The first batch of blood orange sorbet I ever made was based on a recipe posted on Shauna Ahern’s blog, www.glutenfreegirl.com. It was an amazing, bright flavor to have kicking around my mouth in cold, wet January. This blood orange sorbet recipe is a bit simpler, but will still be the surprise you’re looking for in that mid-winter slump.–Molly Moon Neitzel
LC Wowsa! Note
Tartly sweet or sweetly tart? We can’t quite discern which best describes this stunning and simple blood orange sorbet. Not that it matters. What does matter, at least to us, is not just the perfectly balanced taste and the vibrant hue, but the utter versatility of this sorbet. Yes, you can simply scoop it into dishes as dessert or spoon it straight from the freezer container as a midnight nosh. But you can also blitz it with vodka in a blender as a naughty way to get your dose of Vitamin C. And you can divvy it among flutes and top it off with prosecco as an inspired accompaniment to your morning paper and eggs. Now if you’ll excuse us, we’ve some sorbet to tend to….

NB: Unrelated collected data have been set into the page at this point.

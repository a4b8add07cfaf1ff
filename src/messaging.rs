use serde::{Deserialize, Serialize};
use uuid::Uuid;

use crate::errors::AppError;
use crate::gemini::{parse_model_json, GeminiClient, GenerationSettings};
use crate::models::{Campaign, Lead, MessageKind};
use crate::store::Store;

pub const MESSAGE_SETTINGS: GenerationSettings = GenerationSettings {
    temperature: 0.7,
    max_output_tokens: 600,
    error_body_limit: 200,
};

#[derive(Debug, Clone, PartialEq, Serialize, Deserialize)]
pub struct EmailCopy {
    pub subject: String,
    pub body: String,
}

#[derive(Debug, Clone, PartialEq, Serialize, Deserialize)]
pub struct LinkedinCopy {
    pub connection_note: String,
    pub follow_up: String,
}

#[derive(Debug, Clone, PartialEq, Serialize)]
#[serde(untagged)]
pub enum MessageCopy {
    Email(EmailCopy),
    Linkedin(LinkedinCopy),
}

/// `{type, lead, ...copy fields}`
#[derive(Debug, Clone, PartialEq, Serialize)]
pub struct GeneratedMessage {
    #[serde(rename = "type")]
    pub kind: MessageKind,
    /// Business name of the lead.
    pub lead: String,
    #[serde(flatten)]
    pub copy: MessageCopy,
}

fn context_block(lead: &Lead, campaign: &Campaign) -> String {
    let score = lead
        .score
        .map(|s| format!("{}/100", s))
        .unwrap_or_else(|| "not scored".to_string());
    format!(
        "Sender offer: {}\nTarget role: {}\nCampaign niche: {} in {}\n\n\
         Recipient business: {}\nRecipient role: {}\nWebsite: {}\n\
         Fit score: {}\nWhy it fits: {}",
        campaign.value_proposition,
        campaign.target_role,
        campaign.niche,
        campaign.country,
        lead.business_name,
        lead.role,
        lead.website.as_deref().unwrap_or("unknown"),
        score,
        lead.score_reasoning.as_deref().unwrap_or("n/a"),
    )
}

pub fn build_message_prompt(kind: MessageKind, lead: &Lead, campaign: &Campaign) -> String {
    let context = context_block(lead, campaign);
    match kind {
        MessageKind::Email => format!(
            "Write a short cold email for the recipient below. Keep it under 120 words, \
             open with something specific to their business, mention one concrete benefit \
             of the offer and end with a low-friction question. No buzzwords.\n\n{}\n\n\
             Reply with JSON only: {{\"subject\": \"...\", \"body\": \"...\"}}",
            context
        ),
        MessageKind::Linkedin => format!(
            "Write LinkedIn outreach for the recipient below: a connection note under 300 \
             characters that does not pitch, and a follow-up message to send once they \
             accept that introduces the offer in two or three sentences.\n\n{}\n\n\
             Reply with JSON only: {{\"connection_note\": \"...\", \"follow_up\": \"...\"}}",
            context
        ),
    }
}

pub fn parse_message_reply(kind: MessageKind, text: &str) -> Result<MessageCopy, AppError> {
    match kind {
        MessageKind::Email => parse_model_json(text).map(MessageCopy::Email),
        MessageKind::Linkedin => parse_model_json(text).map(MessageCopy::Linkedin),
    }
}

/// Generates outreach copy for a lead owned by `user_id`.
pub async fn generate_message(
    store: &dyn Store,
    gemini: &GeminiClient,
    user_id: Uuid,
    lead_id: Uuid,
    kind: MessageKind,
) -> Result<GeneratedMessage, AppError> {
    let (lead, campaign) = store
        .get_lead_with_campaign(user_id, lead_id)
        .await?
        .ok_or_else(|| AppError::NotFound("Lead not found".to_string()))?;

    let prompt = build_message_prompt(kind, &lead, &campaign);
    let reply = gemini.generate(&prompt, &MESSAGE_SETTINGS).await?;
    let copy = parse_message_reply(kind, &reply)?;

    tracing::info!("Generated {:?} copy for lead {}", kind, lead.id);

    Ok(GeneratedMessage {
        kind,
        lead: lead.business_name,
        copy,
    })
}

#[cfg(test)]
mod tests {
    use super::*;

    #[test]
    fn test_reply_shape_follows_kind() {
        let email = parse_message_reply(
            MessageKind::Email,
            r#"{"subject": "Quick idea", "body": "Hi there"}"#,
        )
        .unwrap();
        assert!(matches!(email, MessageCopy::Email(_)));

        let err = parse_message_reply(
            MessageKind::Linkedin,
            r#"{"subject": "Quick idea", "body": "Hi there"}"#,
        )
        .unwrap_err();
        assert!(matches!(err, AppError::ParseError(_)));
    }

    #[test]
    fn test_generated_message_is_flat() {
        let message = GeneratedMessage {
            kind: MessageKind::Linkedin,
            lead: "Sorriso Lisboa".into(),
            copy: MessageCopy::Linkedin(LinkedinCopy {
                connection_note: "Hello".into(),
                follow_up: "Thanks".into(),
            }),
        };
        assert_eq!(
            serde_json::to_value(&message).unwrap(),
            serde_json::json!({
                "type": "linkedin",
                "lead": "Sorriso Lisboa",
                "connection_note": "Hello",
                "follow_up": "Thanks"
            })
        );
    }
}
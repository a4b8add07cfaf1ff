//! Persistence seam for users, campaigns, leads and payments.
//!
//! [`PgStore`] backs the running service. [`MemoryStore`] keeps everything in
//! process and is what the test-suite drives the workflows against. Both must
//! honour the same atomicity contracts:
//!
//! - [`Store::create_campaign_charging_credit`] inserts the campaign and
//!   charges one credit together, or does neither.
//! - [`Store::record_payment_and_credit`] writes the payment record and raises
//!   `credits_total` together, and never credits a token twice.
//! - [`Store::apply_score`] updates the five scoring fields of one lead at once.

pub mod memory;
pub mod postgres;

use async_trait::async_trait;
use uuid::Uuid;

use crate::errors::AppError;
use crate::models::{
    Campaign, CampaignCharge, CampaignStatus, Lead, LeadCounts, LeadScoreUpdate,
    LeadWithCampaign, NewCampaign, NewLead, NewPayment, PaymentInsert, PaymentRecord,
    UserProfile,
};

pub use memory::MemoryStore;
pub use postgres::PgStore;

#[async_trait]
pub trait Store: Send + Sync {
    // ── Users ─────────────────────────────────────────────────────────────

    async fn find_user_by_api_key(&self, key_hash: &str)
        -> Result<Option<UserProfile>, AppError>;

    async fn get_user(&self, user_id: Uuid) -> Result<Option<UserProfile>, AppError>;

    async fn create_user(
        &self,
        email: &str,
        credits_total: i32,
        key_hash: &str,
    ) -> Result<UserProfile, AppError>;

    // ── Campaigns ─────────────────────────────────────────────────────────

    /// Inserts a `generating` campaign and charges one credit in one step.
    ///
    /// The charge only applies while `credits_used < credits_total`; otherwise
    /// the insert is undone and [`CampaignCharge::InsufficientCredits`] is
    /// returned.
    async fn create_campaign_charging_credit(
        &self,
        user_id: Uuid,
        fields: &NewCampaign,
    ) -> Result<CampaignCharge, AppError>;

    async fn set_campaign_status(
        &self,
        campaign_id: Uuid,
        status: CampaignStatus,
    ) -> Result<(), AppError>;

    /// Campaign owned by `user_id`; another user's campaign is `None`.
    async fn get_campaign(
        &self,
        user_id: Uuid,
        campaign_id: Uuid,
    ) -> Result<Option<Campaign>, AppError>;

    /// Newest first.
    async fn list_campaigns(&self, user_id: Uuid) -> Result<Vec<Campaign>, AppError>;

    // ── Leads ─────────────────────────────────────────────────────────────

    async fn insert_leads(&self, leads: &[NewLead]) -> Result<u64, AppError>;

    /// Leads of the campaign whose score is still null.
    async fn unscored_leads(&self, campaign_id: Uuid) -> Result<Vec<Lead>, AppError>;

    /// Score descending, unscored last.
    async fn campaign_leads(&self, campaign_id: Uuid) -> Result<Vec<Lead>, AppError>;

    /// Every lead across the user's campaigns, score descending, unscored last.
    async fn user_leads(&self, user_id: Uuid) -> Result<Vec<LeadWithCampaign>, AppError>;

    async fn recent_leads(&self, user_id: Uuid, limit: i64) -> Result<Vec<Lead>, AppError>;

    async fn lead_counts(&self, user_id: Uuid) -> Result<LeadCounts, AppError>;

    /// Lead plus its campaign, scoped to the campaign owner.
    async fn get_lead_with_campaign(
        &self,
        user_id: Uuid,
        lead_id: Uuid,
    ) -> Result<Option<(Lead, Campaign)>, AppError>;

    async fn apply_score(&self, lead_id: Uuid, update: &LeadScoreUpdate) -> Result<(), AppError>;

    // ── Payments ──────────────────────────────────────────────────────────

    async fn find_payment(&self, order_token: &str) -> Result<Option<PaymentRecord>, AppError>;

    /// Writes the payment record, then credits the user, as one unit.
    ///
    /// An existing record for the token is reported as
    /// [`PaymentInsert::Duplicate`] and leaves the ledger untouched.
    async fn record_payment_and_credit(
        &self,
        payment: &NewPayment,
    ) -> Result<PaymentInsert, AppError>;
}
//! Campaign creation: charge one credit, discover places, store them as leads.
//!
//! The flow never raises: every ending is a [`CampaignOutcome`] the form
//! handler turns into a redirect.

use crate::credits::credit_status;
use crate::models::{Campaign, CampaignCharge, CampaignStatus, NewCampaign, NewLead, UserProfile};
use crate::places::{Place, PlacesClient};
use crate::store::Store;
use crate::views::ViewCache;

/// Places requested per campaign.
pub const PLACES_RESULT_LIMIT: u32 = 20;

pub const LEAD_SOURCE: &str = "Google Places API";
pub const LEAD_STATUS_NEW: &str = "new";
pub const UNKNOWN_BUSINESS: &str = "Unknown Business";

#[derive(Debug, Clone, Copy, PartialEq, Eq)]
pub enum CampaignFailure {
    MissingFields,
    NoCredits,
    DbError,
    ServerError,
}

impl CampaignFailure {
    /// Code carried in the `error` query parameter of the redirect.
    pub fn code(&self) -> &'static str {
        match self {
            CampaignFailure::MissingFields => "missing_fields",
            CampaignFailure::NoCredits => "no_credits",
            CampaignFailure::DbError => "db_error",
            CampaignFailure::ServerError => "server_error",
        }
    }
}

#[derive(Debug, Clone)]
pub enum CampaignOutcome {
    Created {
        campaign: Campaign,
        leads_found: usize,
    },
    Failed {
        kind: CampaignFailure,
        message: String,
    },
}

impl CampaignOutcome {
    fn failed(kind: CampaignFailure, message: impl Into<String>) -> Self {
        CampaignOutcome::Failed {
            kind,
            message: message.into(),
        }
    }

    pub fn redirect_path(&self) -> String {
        match self {
            CampaignOutcome::Created { campaign, .. } => format!("/campaigns/{}", campaign.id),
            CampaignOutcome::Failed { kind, .. } => {
                format!("/campaigns/new?error={}", kind.code())
            }
        }
    }
}

/// Maps one place to a lead row for `campaign`.
pub fn lead_from_place(campaign: &Campaign, place: &Place) -> NewLead {
    NewLead {
        campaign_id: campaign.id,
        business_name: place.name().unwrap_or(UNKNOWN_BUSINESS).to_string(),
        role: campaign.target_role.clone(),
        website: place.website_uri.clone(),
        phone: place
            .e164_phone()
            .or_else(|| place.national_phone_number.clone()),
        address: place.formatted_address.clone(),
        source: LEAD_SOURCE.to_string(),
        niche: campaign.niche.clone(),
        country: campaign.country.clone(),
        status: LEAD_STATUS_NEW.to_string(),
    }
}

/// Runs the whole creation flow for `user`.
///
/// Nothing is charged when the balance is exhausted or the campaign insert
/// fails. Once charged, a places failure only means zero leads, while a
/// failing lead insert or status update ends in `ServerError`.
pub async fn create_campaign(
    store: &dyn Store,
    places: &PlacesClient,
    views: &ViewCache,
    user: &UserProfile,
    fields: &NewCampaign,
) -> CampaignOutcome {
    let missing = fields.missing_fields();
    if !missing.is_empty() {
        return CampaignOutcome::failed(
            CampaignFailure::MissingFields,
            format!("Missing fields: {}", missing.join(", ")),
        );
    }

    let credits = credit_status(user.credits_total.into(), user.credits_used.into());
    if credits.available <= 0 {
        tracing::info!("User {} has no credits left, campaign not created", user.id);
        return CampaignOutcome::failed(CampaignFailure::NoCredits, credits.label);
    }

    let campaign = match store.create_campaign_charging_credit(user.id, fields).await {
        Ok(CampaignCharge::Charged(campaign)) => campaign,
        Ok(CampaignCharge::InsufficientCredits) => {
            tracing::info!("User {} ran out of credits while creating a campaign", user.id);
            return CampaignOutcome::failed(CampaignFailure::NoCredits, "No credits left");
        }
        Err(e) => {
            tracing::error!("Failed to insert campaign for user {}: {}", user.id, e);
            return CampaignOutcome::failed(CampaignFailure::DbError, e.user_message());
        }
    };

    // The charge landed; cached balances are stale from here on.
    views.invalidate_user(user.id).await;

    tracing::info!(
        "Campaign {} created for user {}: {} in {}",
        campaign.id,
        user.id,
        campaign.niche,
        campaign.country
    );

    let query = format!("{} in {}", campaign.niche, campaign.country);
    let found = places.search_best_effort(&query, PLACES_RESULT_LIMIT).await;
    let leads: Vec<NewLead> = found
        .iter()
        .map(|place| lead_from_place(&campaign, place))
        .collect();

    if let Err(e) = store.insert_leads(&leads).await {
        tracing::error!("Failed to store leads for campaign {}: {}", campaign.id, e);
        return CampaignOutcome::failed(CampaignFailure::ServerError, e.user_message());
    }

    if let Err(e) = store
        .set_campaign_status(campaign.id, CampaignStatus::Active)
        .await
    {
        tracing::error!("Failed to activate campaign {}: {}", campaign.id, e);
        return CampaignOutcome::failed(CampaignFailure::ServerError, e.user_message());
    }

    views.invalidate_user(user.id).await;

    tracing::info!(
        "Campaign {} active with {} leads",
        campaign.id,
        leads.len()
    );

    let campaign = Campaign {
        status: CampaignStatus::Active,
        ..campaign
    };
    CampaignOutcome::Created {
        campaign,
        leads_found: leads.len(),
    }
}
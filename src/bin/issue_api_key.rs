//! Creates a user profile and prints a freshly generated API key.
//!
//! Usage: `issue-api-key <email> [credits_total]`

use anyhow::Context;
use dotenvy::dotenv;
use std::env;

use prospect_engine::auth::{generate_api_key, hash_api_key};
use prospect_engine::credits::DEFAULT_CREDITS_TOTAL;
use prospect_engine::db::Database;
use prospect_engine::store::{PgStore, Store};

#[tokio::main]
async fn main() -> anyhow::Result<()> {
    dotenv().ok();
    tracing_subscriber::fmt::init();

    let mut args = env::args().skip(1);
    let email = args
        .next()
        .context("usage: issue-api-key <email> [credits_total]")?;
    let credits_total = match args.next() {
        Some(raw) => raw
            .parse::<i32>()
            .with_context(|| format!("credits_total must be an integer, got '{}'", raw))?,
        None => DEFAULT_CREDITS_TOTAL,
    };
    anyhow::ensure!(credits_total >= 0, "credits_total must not be negative");

    let database_url = env::var("DATABASE_URL")
        .or_else(|_| env::var("DB_URL"))
        .context("DATABASE_URL must be set")?;
    let db = Database::new(&database_url).await?;
    let store = PgStore::new(db.pool);

    let api_key = generate_api_key();
    let user = store
        .create_user(&email, credits_total, &hash_api_key(&api_key))
        .await
        .map_err(|e| anyhow::anyhow!("Failed to create user {}: {}", email, e))?;

    tracing::info!(
        "Created user {} ({}) with {} credits",
        user.id,
        user.email,
        user.credits_total
    );

    println!("{}", api_key);
    Ok(())
}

Blood Orange Sorbet Recipe
- Quick Glance
- 10 M
- 1 H
- Makes 6 to 8 servings
- 1/4 cup cold water
- 1 cup granulated sugar, or less to taste
- 2 cups blood orange juice, preferably freshly squeezed (from about 10 blood oranges)
- 1 tablespoon lemon juice
- 1. To make the blood orange sorbet, combine the water and sugar in a small heavy-bottomed saucepan over medium heat. Bring just to a boil, whisking to dissolve the sugar. (If you prefer a not-so-sweet sorbet, you may wish to add just 3/4 cup sugar for starters, then taste and go from there.) Remove the pan from the heat and whisk in the blood orange juice and lemon juice. Pour the mixture into a shallow pan or bowl and refrigerate until completely chilled, 1 to 2 hours.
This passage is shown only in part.